Dataset entries:
####################

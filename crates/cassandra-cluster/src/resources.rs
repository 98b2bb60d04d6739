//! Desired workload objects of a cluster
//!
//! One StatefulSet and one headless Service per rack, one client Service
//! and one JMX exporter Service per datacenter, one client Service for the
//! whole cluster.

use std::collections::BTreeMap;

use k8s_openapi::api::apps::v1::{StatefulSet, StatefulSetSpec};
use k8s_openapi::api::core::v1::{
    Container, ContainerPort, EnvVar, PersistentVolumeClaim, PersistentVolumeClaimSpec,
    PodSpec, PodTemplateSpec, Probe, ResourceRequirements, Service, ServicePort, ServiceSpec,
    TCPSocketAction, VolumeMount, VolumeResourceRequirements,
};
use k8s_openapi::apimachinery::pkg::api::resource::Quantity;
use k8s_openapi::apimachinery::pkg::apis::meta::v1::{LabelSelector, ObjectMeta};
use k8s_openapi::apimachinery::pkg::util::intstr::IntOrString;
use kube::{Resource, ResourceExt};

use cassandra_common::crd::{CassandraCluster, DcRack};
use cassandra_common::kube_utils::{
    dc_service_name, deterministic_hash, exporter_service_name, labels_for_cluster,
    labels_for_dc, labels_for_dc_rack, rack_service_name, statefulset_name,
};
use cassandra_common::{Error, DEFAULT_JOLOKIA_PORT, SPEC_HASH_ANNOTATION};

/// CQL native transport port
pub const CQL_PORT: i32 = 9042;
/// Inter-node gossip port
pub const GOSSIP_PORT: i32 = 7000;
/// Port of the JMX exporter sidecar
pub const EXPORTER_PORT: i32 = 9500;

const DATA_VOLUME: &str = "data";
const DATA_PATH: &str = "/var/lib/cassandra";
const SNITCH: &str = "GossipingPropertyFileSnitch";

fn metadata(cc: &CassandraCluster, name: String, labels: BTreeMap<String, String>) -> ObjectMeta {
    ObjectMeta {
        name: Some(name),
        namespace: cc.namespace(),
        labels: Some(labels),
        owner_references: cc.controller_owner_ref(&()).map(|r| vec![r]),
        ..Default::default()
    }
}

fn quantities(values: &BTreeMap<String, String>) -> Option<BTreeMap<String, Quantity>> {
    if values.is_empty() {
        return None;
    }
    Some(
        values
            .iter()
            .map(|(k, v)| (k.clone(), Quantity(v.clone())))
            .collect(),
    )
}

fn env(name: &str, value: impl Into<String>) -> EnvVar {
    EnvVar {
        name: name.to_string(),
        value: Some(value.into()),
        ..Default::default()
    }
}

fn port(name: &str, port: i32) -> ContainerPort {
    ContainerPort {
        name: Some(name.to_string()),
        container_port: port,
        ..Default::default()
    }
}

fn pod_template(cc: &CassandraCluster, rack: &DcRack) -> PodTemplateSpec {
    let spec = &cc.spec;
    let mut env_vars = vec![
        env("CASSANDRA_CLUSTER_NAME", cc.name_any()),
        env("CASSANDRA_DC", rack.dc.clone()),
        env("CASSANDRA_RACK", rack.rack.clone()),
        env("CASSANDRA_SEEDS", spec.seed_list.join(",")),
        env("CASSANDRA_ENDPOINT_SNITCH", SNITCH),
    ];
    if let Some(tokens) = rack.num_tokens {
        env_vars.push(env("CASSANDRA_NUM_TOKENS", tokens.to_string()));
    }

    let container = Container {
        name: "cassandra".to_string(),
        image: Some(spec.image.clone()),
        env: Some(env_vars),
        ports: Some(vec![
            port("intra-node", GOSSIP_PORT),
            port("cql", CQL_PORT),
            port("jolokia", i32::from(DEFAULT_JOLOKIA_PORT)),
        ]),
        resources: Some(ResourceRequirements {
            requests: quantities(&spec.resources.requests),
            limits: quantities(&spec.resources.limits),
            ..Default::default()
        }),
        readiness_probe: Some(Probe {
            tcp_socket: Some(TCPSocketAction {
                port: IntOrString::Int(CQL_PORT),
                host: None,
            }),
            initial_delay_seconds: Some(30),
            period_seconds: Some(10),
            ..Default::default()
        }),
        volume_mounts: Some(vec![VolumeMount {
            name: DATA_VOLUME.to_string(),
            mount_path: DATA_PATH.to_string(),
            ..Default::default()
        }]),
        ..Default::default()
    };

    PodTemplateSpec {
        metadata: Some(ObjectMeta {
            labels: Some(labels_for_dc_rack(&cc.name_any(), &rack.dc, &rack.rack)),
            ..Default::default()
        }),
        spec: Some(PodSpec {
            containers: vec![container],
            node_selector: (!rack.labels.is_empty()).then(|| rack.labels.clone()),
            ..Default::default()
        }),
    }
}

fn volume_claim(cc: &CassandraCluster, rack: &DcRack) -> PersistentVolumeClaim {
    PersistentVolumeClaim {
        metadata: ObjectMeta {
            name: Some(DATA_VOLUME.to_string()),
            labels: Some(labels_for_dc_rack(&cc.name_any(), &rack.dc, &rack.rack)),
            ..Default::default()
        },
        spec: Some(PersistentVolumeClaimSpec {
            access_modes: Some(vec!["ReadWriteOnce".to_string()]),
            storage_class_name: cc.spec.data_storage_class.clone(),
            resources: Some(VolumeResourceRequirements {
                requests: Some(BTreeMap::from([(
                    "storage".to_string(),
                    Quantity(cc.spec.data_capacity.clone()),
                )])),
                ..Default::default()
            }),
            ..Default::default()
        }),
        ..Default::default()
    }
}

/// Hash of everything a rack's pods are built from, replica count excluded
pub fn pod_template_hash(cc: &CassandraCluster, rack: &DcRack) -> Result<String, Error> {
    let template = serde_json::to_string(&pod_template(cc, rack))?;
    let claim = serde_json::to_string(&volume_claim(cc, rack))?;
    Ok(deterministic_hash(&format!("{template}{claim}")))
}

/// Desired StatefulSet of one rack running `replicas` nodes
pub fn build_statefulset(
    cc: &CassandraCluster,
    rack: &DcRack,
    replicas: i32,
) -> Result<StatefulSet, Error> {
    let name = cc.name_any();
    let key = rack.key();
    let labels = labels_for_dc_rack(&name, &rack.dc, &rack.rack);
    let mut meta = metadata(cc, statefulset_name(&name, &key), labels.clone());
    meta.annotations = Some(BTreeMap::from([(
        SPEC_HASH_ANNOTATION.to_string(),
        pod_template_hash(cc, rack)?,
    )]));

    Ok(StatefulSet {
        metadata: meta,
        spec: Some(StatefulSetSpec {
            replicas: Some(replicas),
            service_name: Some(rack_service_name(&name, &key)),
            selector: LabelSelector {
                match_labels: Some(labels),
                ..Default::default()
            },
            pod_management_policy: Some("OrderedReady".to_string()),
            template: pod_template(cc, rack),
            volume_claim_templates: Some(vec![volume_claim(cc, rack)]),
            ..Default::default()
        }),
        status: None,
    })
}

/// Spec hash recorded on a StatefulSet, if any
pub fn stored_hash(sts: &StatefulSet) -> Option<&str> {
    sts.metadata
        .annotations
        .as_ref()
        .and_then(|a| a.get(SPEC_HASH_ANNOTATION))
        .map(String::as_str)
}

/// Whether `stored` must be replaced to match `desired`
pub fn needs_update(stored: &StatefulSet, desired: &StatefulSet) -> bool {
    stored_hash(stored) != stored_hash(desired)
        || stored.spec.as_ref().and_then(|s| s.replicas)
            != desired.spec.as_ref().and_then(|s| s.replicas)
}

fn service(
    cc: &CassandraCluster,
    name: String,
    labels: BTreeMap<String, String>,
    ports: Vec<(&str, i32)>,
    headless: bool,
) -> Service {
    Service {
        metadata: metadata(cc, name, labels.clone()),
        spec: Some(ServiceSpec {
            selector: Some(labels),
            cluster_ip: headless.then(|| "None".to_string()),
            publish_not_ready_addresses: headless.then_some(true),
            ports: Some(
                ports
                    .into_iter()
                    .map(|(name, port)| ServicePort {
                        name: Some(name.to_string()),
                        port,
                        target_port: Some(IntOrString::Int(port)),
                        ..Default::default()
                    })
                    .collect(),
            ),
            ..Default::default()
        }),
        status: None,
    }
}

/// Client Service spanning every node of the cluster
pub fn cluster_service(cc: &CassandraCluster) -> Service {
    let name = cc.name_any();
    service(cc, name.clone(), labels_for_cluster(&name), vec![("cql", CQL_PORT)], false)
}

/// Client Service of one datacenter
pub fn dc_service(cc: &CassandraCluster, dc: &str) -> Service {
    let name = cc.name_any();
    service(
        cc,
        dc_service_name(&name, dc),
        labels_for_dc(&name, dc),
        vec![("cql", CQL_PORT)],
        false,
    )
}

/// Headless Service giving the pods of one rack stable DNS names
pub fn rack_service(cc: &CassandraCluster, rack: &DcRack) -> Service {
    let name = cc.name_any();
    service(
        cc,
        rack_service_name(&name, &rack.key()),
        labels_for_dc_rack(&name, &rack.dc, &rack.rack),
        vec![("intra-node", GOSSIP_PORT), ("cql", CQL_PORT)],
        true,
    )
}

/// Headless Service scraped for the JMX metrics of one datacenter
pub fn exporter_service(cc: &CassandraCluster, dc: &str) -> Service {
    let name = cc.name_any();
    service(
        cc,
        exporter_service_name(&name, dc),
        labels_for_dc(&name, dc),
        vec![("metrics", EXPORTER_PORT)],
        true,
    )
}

####################

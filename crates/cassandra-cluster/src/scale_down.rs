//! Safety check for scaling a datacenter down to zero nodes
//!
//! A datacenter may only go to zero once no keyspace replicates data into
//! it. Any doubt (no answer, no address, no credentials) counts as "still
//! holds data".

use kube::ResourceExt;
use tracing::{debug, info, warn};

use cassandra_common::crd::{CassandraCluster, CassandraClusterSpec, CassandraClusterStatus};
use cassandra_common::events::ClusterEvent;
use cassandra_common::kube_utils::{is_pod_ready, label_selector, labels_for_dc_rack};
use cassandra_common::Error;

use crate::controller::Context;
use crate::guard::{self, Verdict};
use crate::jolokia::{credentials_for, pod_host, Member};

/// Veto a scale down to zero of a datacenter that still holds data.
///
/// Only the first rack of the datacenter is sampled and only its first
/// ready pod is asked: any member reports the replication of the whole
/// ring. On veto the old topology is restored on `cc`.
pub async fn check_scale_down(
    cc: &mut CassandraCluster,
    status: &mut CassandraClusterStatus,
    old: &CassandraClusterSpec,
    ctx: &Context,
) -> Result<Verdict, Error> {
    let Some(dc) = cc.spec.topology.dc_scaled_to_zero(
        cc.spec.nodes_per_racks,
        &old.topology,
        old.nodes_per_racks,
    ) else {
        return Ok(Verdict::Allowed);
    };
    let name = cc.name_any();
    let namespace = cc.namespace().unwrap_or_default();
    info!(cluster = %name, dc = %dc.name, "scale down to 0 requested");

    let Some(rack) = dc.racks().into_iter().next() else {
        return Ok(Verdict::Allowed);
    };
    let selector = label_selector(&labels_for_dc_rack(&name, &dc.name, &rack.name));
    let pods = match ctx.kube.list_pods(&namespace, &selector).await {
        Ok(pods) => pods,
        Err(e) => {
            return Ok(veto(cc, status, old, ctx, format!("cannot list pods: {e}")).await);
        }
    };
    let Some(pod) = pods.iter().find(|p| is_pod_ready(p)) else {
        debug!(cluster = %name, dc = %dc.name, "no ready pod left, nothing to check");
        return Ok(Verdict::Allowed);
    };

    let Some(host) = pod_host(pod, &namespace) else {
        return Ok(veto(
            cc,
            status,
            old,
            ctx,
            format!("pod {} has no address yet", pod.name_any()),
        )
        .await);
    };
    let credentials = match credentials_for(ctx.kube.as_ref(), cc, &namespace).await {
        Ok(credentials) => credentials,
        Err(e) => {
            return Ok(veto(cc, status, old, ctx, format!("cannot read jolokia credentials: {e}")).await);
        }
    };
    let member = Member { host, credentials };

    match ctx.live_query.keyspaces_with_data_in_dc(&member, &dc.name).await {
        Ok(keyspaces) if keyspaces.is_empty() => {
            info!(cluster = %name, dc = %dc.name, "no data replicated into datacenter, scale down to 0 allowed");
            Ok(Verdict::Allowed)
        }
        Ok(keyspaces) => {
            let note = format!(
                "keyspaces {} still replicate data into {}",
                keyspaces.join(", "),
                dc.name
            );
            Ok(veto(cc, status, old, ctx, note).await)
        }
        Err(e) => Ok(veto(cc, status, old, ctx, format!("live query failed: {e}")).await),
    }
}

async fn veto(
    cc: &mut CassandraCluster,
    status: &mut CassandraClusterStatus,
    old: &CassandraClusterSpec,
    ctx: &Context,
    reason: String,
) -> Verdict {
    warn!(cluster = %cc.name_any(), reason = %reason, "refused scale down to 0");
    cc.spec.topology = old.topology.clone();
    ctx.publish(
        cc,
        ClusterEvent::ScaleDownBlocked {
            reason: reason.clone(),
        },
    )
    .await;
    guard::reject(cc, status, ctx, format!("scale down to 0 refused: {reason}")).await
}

####################

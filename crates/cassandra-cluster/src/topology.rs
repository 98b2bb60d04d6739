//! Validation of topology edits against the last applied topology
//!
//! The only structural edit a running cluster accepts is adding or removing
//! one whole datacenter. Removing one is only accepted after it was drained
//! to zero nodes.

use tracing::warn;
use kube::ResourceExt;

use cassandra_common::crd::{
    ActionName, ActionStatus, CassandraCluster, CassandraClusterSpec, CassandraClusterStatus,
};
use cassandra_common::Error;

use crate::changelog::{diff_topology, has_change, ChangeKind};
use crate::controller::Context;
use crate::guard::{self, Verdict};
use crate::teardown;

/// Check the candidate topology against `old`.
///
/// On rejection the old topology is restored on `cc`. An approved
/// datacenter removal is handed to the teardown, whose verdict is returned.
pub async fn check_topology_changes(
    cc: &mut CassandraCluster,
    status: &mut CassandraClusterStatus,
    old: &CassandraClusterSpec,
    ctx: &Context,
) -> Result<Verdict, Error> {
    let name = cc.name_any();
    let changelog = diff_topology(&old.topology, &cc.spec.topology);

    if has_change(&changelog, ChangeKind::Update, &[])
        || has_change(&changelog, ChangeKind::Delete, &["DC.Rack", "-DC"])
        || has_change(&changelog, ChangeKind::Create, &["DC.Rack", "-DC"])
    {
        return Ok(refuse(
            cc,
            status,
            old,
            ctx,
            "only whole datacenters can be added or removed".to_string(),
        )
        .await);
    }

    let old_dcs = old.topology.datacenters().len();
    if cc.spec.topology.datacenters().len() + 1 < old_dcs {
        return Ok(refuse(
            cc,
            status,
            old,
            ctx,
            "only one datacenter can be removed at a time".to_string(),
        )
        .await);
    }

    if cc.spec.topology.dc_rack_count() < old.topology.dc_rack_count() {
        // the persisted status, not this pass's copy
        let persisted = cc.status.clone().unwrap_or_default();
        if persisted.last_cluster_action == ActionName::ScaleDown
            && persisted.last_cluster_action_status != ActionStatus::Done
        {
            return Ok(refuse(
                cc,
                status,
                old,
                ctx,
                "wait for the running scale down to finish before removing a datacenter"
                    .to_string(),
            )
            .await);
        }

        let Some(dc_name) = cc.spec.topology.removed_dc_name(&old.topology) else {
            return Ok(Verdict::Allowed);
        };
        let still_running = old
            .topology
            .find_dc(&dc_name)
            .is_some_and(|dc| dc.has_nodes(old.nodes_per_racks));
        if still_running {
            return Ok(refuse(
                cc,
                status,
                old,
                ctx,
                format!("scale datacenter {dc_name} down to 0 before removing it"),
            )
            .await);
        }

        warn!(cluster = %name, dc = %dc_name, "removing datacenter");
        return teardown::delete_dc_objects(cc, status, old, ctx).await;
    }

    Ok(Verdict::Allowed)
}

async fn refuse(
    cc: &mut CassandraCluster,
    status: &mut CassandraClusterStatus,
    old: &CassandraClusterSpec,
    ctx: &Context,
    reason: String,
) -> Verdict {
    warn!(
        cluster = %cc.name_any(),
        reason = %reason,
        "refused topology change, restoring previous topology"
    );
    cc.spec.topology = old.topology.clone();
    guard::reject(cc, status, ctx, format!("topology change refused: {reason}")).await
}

####################

▶ [EXERCISE REQUIREMENTS] Where does "ActionStatus" appear in the records above? Copy every line that has it.

▶ [SOLVED PROBLEM]
    ActionName, ActionStatus, CassandraCluster, CassandraClusterSpec, CassandraClusterStatus,
            && persisted.last_cluster_action_status != ActionStatus::Done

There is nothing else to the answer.